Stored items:
//! # HUDSYNC Core
//!
//! The store kernel: scoped key/value state with change notification.
//!
//! ## Architecture Rules
//!
//! 1. **No host bindings** - the kernel never sees the engine; transports
//!    live one crate up
//! 2. **Synchronous, run-to-completion** - every operation finishes on the
//!    calling turn; there are no suspension points and no locks
//! 3. **Isolated dispatch** - a failing listener is logged and skipped,
//!    never allowed to abort the remaining batch
//!
//! ## Example
//!
//! ```rust
//! use hudsync_core::DataStore;
//! use hudsync_shared::DataScope;
//!
//! let mut store = DataStore::new();
//! store.set(DataScope::Player, "gold", 500.into());
//! assert!(store.get(DataScope::Player, "gold").is_some());
//! ```

#![deny(missing_docs)]
#![deny(unsafe_code)]
#![deny(clippy::all)]
#![warn(clippy::pedantic)]
#![deny(clippy::perf)]

pub mod config;
pub mod error;
pub mod listener;
pub mod pending;
pub mod store;

pub use config::SyncConfig;
pub use error::{SyncError, SyncResult};
pub use listener::{CallbackError, KeyUpdate, ListenerFn, ListenerRegistry};
pub use pending::{PendingRequest, RequestTracker};
pub use store::{DataStore, ScopeTable};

▶ **DIRECTIONS FOR THIS TASK**: From the records, work out how many lines include "kernel" and respond with the number only.

▶ **WRITTEN REPLY**: 2